Al entramado social latinoamericano, de por sí herido en sus esferas más vulnerables por pobreza, inequidad y falta de empleo, le viene asaltando también el flagelo de la masiva migración forzosa.
Desterrados, familias enteras en busca de un mejor porvenir, sitúan a Venezuela, principalmente, como escenario expulsor de millones de personas a otros países.
Autoridades con poca capacidad de respuesta, la violencia y hasta fenómenos naturales, convirtieron también a Haití en el nuevo foco de un éxodo penoso, con anhelo de refugio en diversas fronteras.
Se vio en los medios a la guardia norteamericana, montada a caballo, repeler el intento de ingreso irregular de haitianos a territorio estadounidense, y el rechazo del gobierno mexicano a la instalación de una franja para estas familias.
Saltó seguidamente el caso de la frontera Norte chilena, donde vienen ingresando desde Bolivia o Perú muchos venezolanos y haitianos, primariamente aceptados, pero con una derivación en limitaciones recientes, y con el rechazo abierto de una parte de la población.
Muestras y expresiones de abierta xenofobia se replicaron en Iquique y otras ciudades norteñas del país trasandino, marchas contrarias a las políticas migratorias y énfasis en la defensa de un patriotismo mal entendido se suscitaron para reivindicar la intolerancia y el irrespeto al derecho universal que asiste a los migrantes y refugiados.
Pero apareció la contrapartida, obviamente, traducida en las manifestaciones a favor de encontrar soluciones para los extranjeros que huyen de sus países con una mano atrás y otra adelante, entendiendo que el odio no es la salida si la idea es la convivencia dentro de la diversidad.
Los procesos migratorios forzados y de manera masiva eran (en realidad lo siguen siendo, pero no ya tan visibilizados en los medios) pan de cada día en zonas históricamente conflictivas, como el Medio Oriente y el Norte de África, cuyos habitantes se ven en la imperiosa necesidad de abandonar territorio original, perseguidos por el hambre y las balas de gobernantes corruptos.
Se convirtieron en todo un símbolo de disgregación posmoderna las improvisadas embarcaciones que trasladaban seres espectrales hacinados, a lo largo del Mar Mediterráneo en busca de las costas europeas, algunos de los cuales perecían en el intento y cuyos cuerpos sucumbían en aguas profundas.
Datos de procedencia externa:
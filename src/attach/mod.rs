//! # Attach Backchannel
//!
//! Interactive access to container processes over connections the
//! containers initiate.
//!
//! ## Layers
//!
//! | Module        | Responsibility                                    |
//! |---------------|---------------------------------------------------|
//! | [`listener`]  | TCP / vsock accept, erased to byte streams         |
//! | [`handshake`] | purge stale bytes, SYN / SYN_ACK / ACK alignment   |
//! | [`session`]   | session capability traits, channel-backed session  |
//! | [`ssh`]       | SSH client session layer (russh)                   |
//! | [`connector`] | accept loop, session registry, blocking lookup     |
//!
//! ## Example
//!
//! ```rust,ignore
//! let listener = Arc::new(TcpListener::bind("127.0.0.1:2377").await?);
//! let connector = Connector::new(listener, Arc::new(SshProtocol::new(false)), false);
//! let session = connector.get(&op, &id, Duration::from_secs(10)).await?;
//! session.write(b"ls\n").await?;
//! ```

pub mod connector;
pub mod handshake;
pub mod listener;
pub mod session;
pub mod ssh;

pub use connector::Connector;
pub use listener::{AsyncStream, BoxedStream, Listener, TcpListener};
pub use session::{Backchannel, PumpSession, SessionInteraction, SessionProtocol};
pub use ssh::SshProtocol;

#[cfg(target_os = "linux")]
pub use listener::VsockListener;
//! # magikcell
//!
//! **One VM per container: staged lifecycle commits and attach backchannels**
//!
//! This crate manages containers that each run in their own virtual machine
//! on a shared, slow-to-query virtualization backend. It provides two
//! independent subsystems:
//!
//! - [`exec`]: a Handle/Commit protocol that turns independent API calls into
//!   atomic, optimistically concurrent state transitions of a remote VM,
//!   including escalating graceful shutdown.
//! - [`attach`]: a connector that accepts backchannels dialled by running
//!   containers, aligns and authenticates them, and publishes one interactive
//!   session per attachable process.
//!
//! # Architecture Overview
//!
//! ```text
//! ┌─────────────────────────────────────────────────────────────────────┐
//! │                             magikcell                               │
//! ├─────────────────────────────────────────────────────────────────────┤
//! │  ┌──────────────────────────────┐   ┌────────────────────────────┐  │
//! │  │            Exec              │   │         Connector          │  │
//! │  │  create / get_handle / stash │   │  get(id, timeout) / remove │  │
//! │  │  Handle ──commit──► registry │   │  accept → handshake → SSH  │  │
//! │  └──────────────┬───────────────┘   └─────────────┬──────────────┘  │
//! │                 │                                 │                 │
//! │  ┌──────────────▼───────────────┐   ┌─────────────▼──────────────┐  │
//! │  │  Backend / VirtualMachine    │   │  Listener (TCP / vsock)    │  │
//! │  │  power, guest programs,      │   │  SessionProtocol (russh)   │  │
//! │  │  guestinfo keys, reconfigure │   │                            │  │
//! │  └──────────────────────────────┘   └────────────────────────────┘  │
//! └─────────────────────────────────────────────────────────────────────┘
//! ```
//!
//! # Container Lifecycle
//!
//! ```text
//!   ┌─────────┐  commit(create)  ┌─────────┐  start  ┌─────────┐  stop  ┌─────────┐
//!   │ (none)  │ ───────────────► │ Created │ ──────► │ Running │ ─────► │ Stopped │
//!   └─────────┘                  └─────────┘         └─────────┘        └────┬────┘
//!                                                         ▲      start       │
//!                                                         └──────────────────┘
//! ```
//!
//! # Concurrency Model
//!
//! - Handles are owned values; nothing else sees staged changes.
//! - A commit succeeds only from the current backend version, and only one
//!   commit may consume a given base version ([`exec::gate`]).
//! - No lock is held across a backend round trip.
//! - Every wait takes a [`trace::Operation`] carrying cancellation and a
//!   deadline.
//!
//! # Example
//!
//! ```rust,ignore
//! use magikcell::{Config, Exec, Operation, State};
//! use magikcell::backend::memory::MemoryBackend;
//!
//! let exec = Exec::new(Arc::new(MemoryBackend::new()), &Config::default());
//! let op = Operation::new("run container");
//! let mut handle = exec.create(&op, create_config)?;
//! handle.set_target_state(State::Running);
//! handle.commit(&op, &exec, None).await?;
//! ```

pub mod attach;
pub mod backend;
pub mod config;
pub mod constants;
pub mod error;
pub mod exec;
pub mod executor;
pub mod signal;
pub mod trace;

// Re-exports
pub use attach::{Connector, SessionInteraction, SshProtocol, TcpListener};
pub use backend::{Backend, Fault, PowerState, VirtualMachine};
pub use config::Config;
pub use error::{Error, Result};
pub use exec::{Container, ContainerCache, Exec, Handle, State};
pub use executor::{CreateConfig, ExecutorConfig, SessionConfig};
pub use signal::Signal;
pub use trace::{Cause, Operation};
La guerra civil en Siria es la mayor expulsora, en este caso.
Las políticas de contención en el Viejo Continente se fueron endureciendo y ahora ya no es fácil ingresar a esa comunidad si uno es extranjero, además de no tener aptitudes calificadas para algún oficio y arrastrar solo penurias. Los antagonismos se multiplican y el chauvinismo es la regla para repeler a las etnias diferentes.
El fenómeno ya instalado y que se incrementa en la región latinoamericana hace suponer que, con las principales políticas regionales -ajustes fiscales, contención de la inflación y disyuntivas propias de los procesos de corrupción, sin visos de solución a corto plazo-, la pobreza seguirá mancillando a las capas sociales más desprotegidas, obligando a un mayor caudal de movimientos masivos que busquen huir de sus países de origen.
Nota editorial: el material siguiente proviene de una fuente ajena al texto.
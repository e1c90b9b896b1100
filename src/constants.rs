//! # magikcell Constants
//!
//! Defines the timeouts, limits, and well-known names used by the lifecycle
//! and attach layers. These constants are the **single source of truth** for
//! every bounded wait in the crate; [`crate::config::Config`] starts from them
//! and may override a subset.
//!
//! ## Cross-References
//!
//! - [`crate::exec`]: stop escalation, start reporting, handle cache bounds
//! - [`crate::attach`]: handshake timing, SSH principal, sub-channel requests

use std::time::Duration;

// =============================================================================
// Lifecycle Timeouts
// =============================================================================

/// Per-signal wait used by graceful shutdown when the caller gives none.
///
/// Each stop signal gets this long to bring the VM to powered-off before the
/// next signal in the escalation list is sent.
pub const DEFAULT_STOP_WAIT: Duration = Duration::from_secs(10);

/// How long start waits for the guest to report the primary session launch.
///
/// **Rationale**: guest boot plus process launch on a loaded host can take
/// minutes; beyond this the launch is considered failed.
pub const START_REPORT_TIMEOUT: Duration = Duration::from_secs(3 * 60);

/// Default bound for callers waiting on a container state change.
pub const CONTAINER_WAIT_TIMEOUT: Duration = Duration::from_secs(3 * 60);

// =============================================================================
// Handle Cache
// =============================================================================

/// Maximum number of stashed (uncommitted) handles.
///
/// **Security**: handles are created by API callers; the cache must not grow
/// without bound when callers abandon them. Oldest handles are evicted first.
pub const MAX_PENDING_HANDLES: usize = 1000;

/// Lifetime of a stashed handle that is never retrieved again.
pub const HANDLE_TTL: Duration = Duration::from_secs(10 * 60);

// =============================================================================
// Guest Signaling
// =============================================================================

/// Program run inside the guest to deliver a signal to the primary process.
pub const GUEST_KILL_PROGRAM: &str = "kill";

/// Guest-published key carrying the launch status of a session.
///
/// The guest writes `"true"` on success or an error detail on failure.
#[must_use]
pub fn session_started_key(id: &str) -> String {
    format!("guestinfo.vice..sessions|{id}.started")
}

/// Fault message key reported when a power-off task is cancelled because the
/// guest shut itself down concurrently.
pub const VM_NOT_SUSPENDED_KEY: &str = "msg.suspend.powerOff.notsuspended";

// =============================================================================
// Attach Backchannel
// =============================================================================

/// Bound on a single handshake attempt with a freshly accepted connection.
///
/// **Rationale**: intentionally shorter than the guest's own retry cadence so
/// a missed window is cheaply retried instead of stalling the connection.
pub const HANDSHAKE_TIMEOUT: Duration = Duration::from_millis(50);

/// Maximum handshake attempts per accepted connection (≈30s at 50ms).
///
/// **Security**: a peer that never aligns cannot pin a connection task forever.
pub const HANDSHAKE_MAX_ATTEMPTS: u32 = 600;

/// Quiet period that ends the purge of stale inbound bytes.
pub const PURGE_QUIET_PERIOD: Duration = Duration::from_millis(10);

/// Upper bound on bytes discarded by a single purge.
pub const MAX_PURGE_BYTES: usize = 64 * 1024;

/// Principal the host authenticates as on the backchannel.
pub const BACKCHANNEL_USER: &str = "daemon";

/// Exec request that lists the attachable sub-channel ids.
pub const LIST_IDS_REQUEST: &str = "container-ids";

/// Exec request prefix that attaches to one sub-channel (`attach <id>`).
pub const ATTACH_REQUEST: &str = "attach";

/// Maximum sub-channel id length accepted from a guest.
pub const MAX_SESSION_ID_LEN: usize = 128;

/// Maximum number of sub-channels accepted from a single backchannel.
pub const MAX_SESSIONS_PER_BACKCHANNEL: usize = 256;

/// Buffered output chunks per attached session before backpressure.
pub const SESSION_BUFFER: usize = 64;

/// Default listen address for the attach connector.
pub const DEFAULT_ATTACH_ADDR: &str = "127.0.0.1:2377";

// =============================================================================
// Validation
// =============================================================================

/// Validates a sub-channel id received from a guest.
///
/// Returns a static reason on failure.
pub fn validate_session_id(id: &str) -> Result<(), &'static str> {
    if id.is_empty() {
        return Err("session id cannot be empty");
    }
    if id.len() > MAX_SESSION_ID_LEN {
        return Err("session id too long");
    }
    if !id
        .chars()
        .all(|c| c.is_ascii_alphanumeric() || c == '-' || c == '_' || c == '.')
    {
        return Err("session id contains invalid characters");
    }
    Ok(())
}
Se seguirán presentando los escenarios donde exista relativa mejor condición para asentarse (grandes urbes de países más democráticos), pero con estrategias de contención y con una población ya hastiada del accionar oficial; lo que podrá ser caldo de cultivo para culpar acerca de todo nuevamente al extranjero que ansía asimilar la nueva cultura.
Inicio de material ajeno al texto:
//! Daemon configuration.
//!
//! Defaults come from [`crate::constants`]. A JSON file may override any
//! subset, and [`Overrides`] (command-line flags, each backed by a
//! `MAGIKCELL_*` environment variable) override the file:
//!
//! ```text
//!   Config::default()  ◄─  from_file(path)  ◄─  apply(&Overrides)  ──►  validate()
//! ```
//!
//! | Flag                            | Variable                                | Field                         |
//! |---------------------------------|-----------------------------------------|-------------------------------|
//! | `--listen`                      | `MAGIKCELL_ATTACH_ADDR`                 | `attach_addr`                 |
//! | `--debug`                       | `MAGIKCELL_DEBUG`                       | `debug`                       |
//! | `--log-level`                   | `MAGIKCELL_LOG_LEVEL`                   | `log_level`                   |
//! | `--handle-ttl-secs`             | `MAGIKCELL_HANDLE_TTL_SECS`             | `handle_ttl_secs`             |
//! | `--max-pending-handles`         | `MAGIKCELL_MAX_PENDING_HANDLES`         | `max_pending_handles`         |
//! | `--default-stop-wait-secs`      | `MAGIKCELL_DEFAULT_STOP_WAIT_SECS`      | `default_stop_wait_secs`      |
//! | `--start-report-timeout-secs`   | `MAGIKCELL_START_REPORT_TIMEOUT_SECS`   | `start_report_timeout_secs`   |
//! | `--container-wait-timeout-secs` | `MAGIKCELL_CONTAINER_WAIT_TIMEOUT_SECS` | `container_wait_timeout_secs` |
//! | `--handshake-timeout-ms`        | `MAGIKCELL_HANDSHAKE_TIMEOUT_MS`        | `handshake_timeout_ms`        |

use std::path::Path;
use std::time::Duration;

use clap::builder::BoolishValueParser;
use clap::ArgAction;
use serde::{Deserialize, Serialize};

use crate::constants::{
    CONTAINER_WAIT_TIMEOUT, DEFAULT_ATTACH_ADDR, DEFAULT_STOP_WAIT, HANDLE_TTL,
    HANDSHAKE_TIMEOUT, MAX_PENDING_HANDLES, START_REPORT_TIMEOUT,
};
use crate::error::{Error, Result};

/// Upper bound on any configured wait, in seconds.
const MAX_WAIT_SECS: u64 = 60 * 60;

/// Upper bound on the pending handle cache.
const MAX_HANDLE_CAPACITY: usize = 100_000;

/// Log levels accepted by `log_level`.
const LOG_LEVELS: &[&str] = &["trace", "debug", "info", "warn", "error"];

/// Daemon settings.
#[derive(Debug, Clone, PartialEq, Eq, Serialize, Deserialize)]
#[serde(default)]
pub struct Config {
    /// Attach connector listen address (`host:port`).
    pub attach_addr: String,
    /// Verbose logging of backchannel traffic.
    pub debug: bool,
    pub log_level: String,
    pub handle_ttl_secs: u64,
    pub max_pending_handles: usize,
    pub default_stop_wait_secs: u64,
    pub start_report_timeout_secs: u64,
    pub container_wait_timeout_secs: u64,
    pub handshake_timeout_ms: u64,
}

impl Default for Config {
    fn default() -> Self {
        Self {
            attach_addr: DEFAULT_ATTACH_ADDR.to_string(),
            debug: false,
            log_level: "info".to_string(),
            handle_ttl_secs: HANDLE_TTL.as_secs(),
            max_pending_handles: MAX_PENDING_HANDLES,
            default_stop_wait_secs: DEFAULT_STOP_WAIT.as_secs(),
            start_report_timeout_secs: START_REPORT_TIMEOUT.as_secs(),
            container_wait_timeout_secs: CONTAINER_WAIT_TIMEOUT.as_secs(),
            handshake_timeout_ms: HANDSHAKE_TIMEOUT.as_millis() as u64,
        }
    }
}

impl Config {
    /// Loads a JSON file; missing fields keep their defaults.
    pub fn from_file(path: impl AsRef<Path>) -> Result<Self> {
        let path = path.as_ref();
        let raw = std::fs::read_to_string(path)
            .map_err(|e| Error::Config(format!("failed to read {}: {e}", path.display())))?;
        let config: Self = serde_json::from_str(&raw)?;
        Ok(config)
    }

    /// Layers the set fields of `overrides` over `self`.
    #[must_use]
    pub fn apply(mut self, overrides: &Overrides) -> Self {
        if let Some(addr) = &overrides.attach_addr {
            self.attach_addr.clone_from(addr);
        }
        if let Some(level) = &overrides.log_level {
            self.log_level.clone_from(level);
        }
        self.debug |= overrides.debug;
        let numbers = [
            (&mut self.handle_ttl_secs, overrides.handle_ttl_secs),
            (&mut self.default_stop_wait_secs, overrides.default_stop_wait_secs),
            (&mut self.start_report_timeout_secs, overrides.start_report_timeout_secs),
            (&mut self.container_wait_timeout_secs, overrides.container_wait_timeout_secs),
            (&mut self.handshake_timeout_ms, overrides.handshake_timeout_ms),
        ];
        for (field, value) in numbers {
            if let Some(value) = value {
                *field = value;
            }
        }
        if let Some(max) = overrides.max_pending_handles {
            self.max_pending_handles = max;
        }
        self
    }

    /// Rejects values outside their bounds.
    pub fn validate(&self) -> Result<()> {
        if self.attach_addr.parse::<std::net::SocketAddr>().is_err() {
            return Err(Error::Config(format!(
                "attach_addr must be host:port, got {:?}",
                self.attach_addr
            )));
        }
        if !LOG_LEVELS.contains(&self.log_level.to_ascii_lowercase().as_str()) {
            return Err(Error::Config(format!("unknown log level {:?}", self.log_level)));
        }
        if self.max_pending_handles == 0 || self.max_pending_handles > MAX_HANDLE_CAPACITY {
            return Err(Error::Config(format!(
                "max_pending_handles must be in 1..={MAX_HANDLE_CAPACITY}"
            )));
        }
        for (name, secs) in [
            ("handle_ttl_secs", self.handle_ttl_secs),
            ("default_stop_wait_secs", self.default_stop_wait_secs),
            ("start_report_timeout_secs", self.start_report_timeout_secs),
            ("container_wait_timeout_secs", self.container_wait_timeout_secs),
        ] {
            if secs == 0 || secs > MAX_WAIT_SECS {
                return Err(Error::Config(format!("{name} must be in 1..={MAX_WAIT_SECS}")));
            }
        }
        if self.handshake_timeout_ms == 0 || self.handshake_timeout_ms > 10_000 {
            return Err(Error::Config(
                "handshake_timeout_ms must be in 1..=10000".into(),
            ));
        }
        Ok(())
    }

    #[must_use]
    pub fn handle_ttl(&self) -> Duration {
        Duration::from_secs(self.handle_ttl_secs)
    }

    #[must_use]
    pub fn default_stop_wait(&self) -> Duration {
        Duration::from_secs(self.default_stop_wait_secs)
    }

    #[must_use]
    pub fn start_report_timeout(&self) -> Duration {
        Duration::from_secs(self.start_report_timeout_secs)
    }

    #[must_use]
    pub fn container_wait_timeout(&self) -> Duration {
        Duration::from_secs(self.container_wait_timeout_secs)
    }

    #[must_use]
    pub fn handshake_timeout(&self) -> Duration {
        Duration::from_millis(self.handshake_timeout_ms)
    }
}

/// Command-line overrides, each also read from its `MAGIKCELL_*` variable.
///
/// Flattened into the daemon's argument parser; unset fields leave the
/// loaded [`Config`] untouched.
#[derive(Debug, Clone, Default, PartialEq, Eq, clap::Args)]
pub struct Overrides {
    /// Attach listen address (host:port).
    #[arg(long = "listen", env = "MAGIKCELL_ATTACH_ADDR")]
    pub attach_addr: Option<String>,

    /// Log backchannel traffic.
    #[arg(
        long,
        env = "MAGIKCELL_DEBUG",
        action = ArgAction::SetTrue,
        value_parser = BoolishValueParser::new()
    )]
    pub debug: bool,

    /// Log level (trace, debug, info, warn, error).
    #[arg(long, env = "MAGIKCELL_LOG_LEVEL")]
    pub log_level: Option<String>,

    #[arg(long, env = "MAGIKCELL_HANDLE_TTL_SECS")]
    pub handle_ttl_secs: Option<u64>,

    #[arg(long, env = "MAGIKCELL_MAX_PENDING_HANDLES")]
    pub max_pending_handles: Option<usize>,

    /// Per-signal wait when stopping a container.
    #[arg(long, env = "MAGIKCELL_DEFAULT_STOP_WAIT_SECS")]
    pub default_stop_wait_secs: Option<u64>,

    #[arg(long, env = "MAGIKCELL_START_REPORT_TIMEOUT_SECS")]
    pub start_report_timeout_secs: Option<u64>,

    #[arg(long, env = "MAGIKCELL_CONTAINER_WAIT_TIMEOUT_SECS")]
    pub container_wait_timeout_secs: Option<u64>,

    #[arg(long, env = "MAGIKCELL_HANDSHAKE_TIMEOUT_MS")]
    pub handshake_timeout_ms: Option<u64>,
}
Será imperioso no dejar al arbitrio de la irracionalidad de algunos el abordaje de este fenómeno muy transversal. Lo ideal es que cada país alcance el estadio de sanear sus instituciones, para brindar contención a todos sus habitantes, y que muchos no se vean obligados a migrar a tierras donde la seguridad también puede diluirse en la mera relatividad.